Collected data:
▬▬▬

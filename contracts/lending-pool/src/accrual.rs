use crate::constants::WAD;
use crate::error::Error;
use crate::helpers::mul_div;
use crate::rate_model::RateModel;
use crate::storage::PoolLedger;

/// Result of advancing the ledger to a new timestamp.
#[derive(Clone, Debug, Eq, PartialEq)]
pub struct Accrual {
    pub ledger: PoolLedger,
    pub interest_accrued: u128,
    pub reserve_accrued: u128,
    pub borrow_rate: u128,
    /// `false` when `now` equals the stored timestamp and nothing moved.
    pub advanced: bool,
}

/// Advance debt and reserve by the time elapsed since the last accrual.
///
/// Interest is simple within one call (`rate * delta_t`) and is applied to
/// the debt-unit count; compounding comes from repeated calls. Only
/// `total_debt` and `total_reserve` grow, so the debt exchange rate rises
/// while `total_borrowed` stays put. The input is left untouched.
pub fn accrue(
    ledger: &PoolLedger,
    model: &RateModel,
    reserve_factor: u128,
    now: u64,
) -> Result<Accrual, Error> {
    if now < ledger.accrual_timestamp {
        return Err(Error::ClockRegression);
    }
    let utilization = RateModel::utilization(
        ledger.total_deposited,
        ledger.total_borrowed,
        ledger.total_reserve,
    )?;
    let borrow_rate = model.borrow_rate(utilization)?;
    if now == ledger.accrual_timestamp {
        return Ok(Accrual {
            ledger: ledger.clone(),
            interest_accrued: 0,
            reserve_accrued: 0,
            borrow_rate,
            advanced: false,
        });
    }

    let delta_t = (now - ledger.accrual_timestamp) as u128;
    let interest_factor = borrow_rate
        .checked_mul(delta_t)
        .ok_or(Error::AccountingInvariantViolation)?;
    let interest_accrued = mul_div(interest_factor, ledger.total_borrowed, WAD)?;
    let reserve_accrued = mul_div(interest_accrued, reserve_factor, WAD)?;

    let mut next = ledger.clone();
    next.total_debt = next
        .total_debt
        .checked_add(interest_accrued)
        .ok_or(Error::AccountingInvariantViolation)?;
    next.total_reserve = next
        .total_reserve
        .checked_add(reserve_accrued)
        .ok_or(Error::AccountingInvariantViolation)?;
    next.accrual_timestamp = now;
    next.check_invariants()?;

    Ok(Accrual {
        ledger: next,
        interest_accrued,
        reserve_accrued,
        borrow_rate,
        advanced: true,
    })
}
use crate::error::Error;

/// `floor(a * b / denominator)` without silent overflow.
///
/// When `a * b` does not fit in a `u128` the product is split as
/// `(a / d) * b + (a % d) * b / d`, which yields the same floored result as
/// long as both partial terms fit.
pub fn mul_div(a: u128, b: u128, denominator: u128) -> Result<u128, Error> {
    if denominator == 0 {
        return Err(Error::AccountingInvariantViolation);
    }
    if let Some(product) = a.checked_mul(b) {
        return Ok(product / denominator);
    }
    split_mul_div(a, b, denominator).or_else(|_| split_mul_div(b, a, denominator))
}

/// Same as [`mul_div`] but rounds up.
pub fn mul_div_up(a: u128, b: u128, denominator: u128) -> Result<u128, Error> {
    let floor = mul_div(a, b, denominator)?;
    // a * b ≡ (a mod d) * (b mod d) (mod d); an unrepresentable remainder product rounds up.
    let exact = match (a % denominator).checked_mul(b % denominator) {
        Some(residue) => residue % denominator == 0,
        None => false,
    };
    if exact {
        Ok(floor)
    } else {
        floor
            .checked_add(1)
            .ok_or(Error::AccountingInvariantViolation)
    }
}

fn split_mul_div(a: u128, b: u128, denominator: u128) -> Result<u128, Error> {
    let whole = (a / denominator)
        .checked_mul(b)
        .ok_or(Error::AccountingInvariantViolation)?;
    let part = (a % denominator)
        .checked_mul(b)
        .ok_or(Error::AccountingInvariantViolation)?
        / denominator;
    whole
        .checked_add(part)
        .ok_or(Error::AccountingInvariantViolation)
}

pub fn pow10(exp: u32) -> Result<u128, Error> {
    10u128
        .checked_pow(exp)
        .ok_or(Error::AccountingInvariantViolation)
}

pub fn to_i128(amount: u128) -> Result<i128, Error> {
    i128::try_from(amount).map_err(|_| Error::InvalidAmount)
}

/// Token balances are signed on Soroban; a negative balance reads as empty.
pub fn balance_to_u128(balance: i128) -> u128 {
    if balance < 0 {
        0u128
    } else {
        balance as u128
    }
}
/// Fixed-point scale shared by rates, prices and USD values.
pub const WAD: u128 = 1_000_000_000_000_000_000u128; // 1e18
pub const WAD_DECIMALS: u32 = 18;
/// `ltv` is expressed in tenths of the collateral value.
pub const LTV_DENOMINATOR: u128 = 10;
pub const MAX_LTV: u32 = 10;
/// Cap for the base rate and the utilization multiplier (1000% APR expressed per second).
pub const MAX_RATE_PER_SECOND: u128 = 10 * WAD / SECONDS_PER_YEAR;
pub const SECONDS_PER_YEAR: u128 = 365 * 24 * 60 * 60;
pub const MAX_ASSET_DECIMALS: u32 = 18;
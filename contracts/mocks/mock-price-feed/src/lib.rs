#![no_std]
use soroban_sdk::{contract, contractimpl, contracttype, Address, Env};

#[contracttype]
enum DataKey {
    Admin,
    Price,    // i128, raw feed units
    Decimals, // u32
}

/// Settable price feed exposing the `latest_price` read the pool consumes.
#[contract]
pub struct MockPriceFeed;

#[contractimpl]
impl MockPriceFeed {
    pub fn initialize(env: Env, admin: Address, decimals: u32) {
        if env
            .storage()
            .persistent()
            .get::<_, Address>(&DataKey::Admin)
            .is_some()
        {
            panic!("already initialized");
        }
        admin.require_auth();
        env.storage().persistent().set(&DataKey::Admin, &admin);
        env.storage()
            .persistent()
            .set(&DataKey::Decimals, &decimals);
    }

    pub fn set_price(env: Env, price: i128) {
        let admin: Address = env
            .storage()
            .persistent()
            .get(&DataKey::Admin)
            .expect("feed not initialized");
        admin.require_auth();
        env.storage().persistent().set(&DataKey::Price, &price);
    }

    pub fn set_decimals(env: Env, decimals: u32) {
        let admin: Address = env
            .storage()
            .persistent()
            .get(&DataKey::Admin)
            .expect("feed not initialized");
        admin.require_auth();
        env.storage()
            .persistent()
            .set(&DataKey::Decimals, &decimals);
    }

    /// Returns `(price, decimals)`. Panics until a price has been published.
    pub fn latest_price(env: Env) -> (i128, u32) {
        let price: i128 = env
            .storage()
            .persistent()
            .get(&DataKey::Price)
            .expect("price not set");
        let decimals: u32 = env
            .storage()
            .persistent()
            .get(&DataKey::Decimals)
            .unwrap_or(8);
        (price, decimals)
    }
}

▬▬▬

→ PROBLEM DESCRIPTION
Going through the data above, count each line that contains "amount" and give only that figure.

→ SOLUTION TO THE PROBLEM
2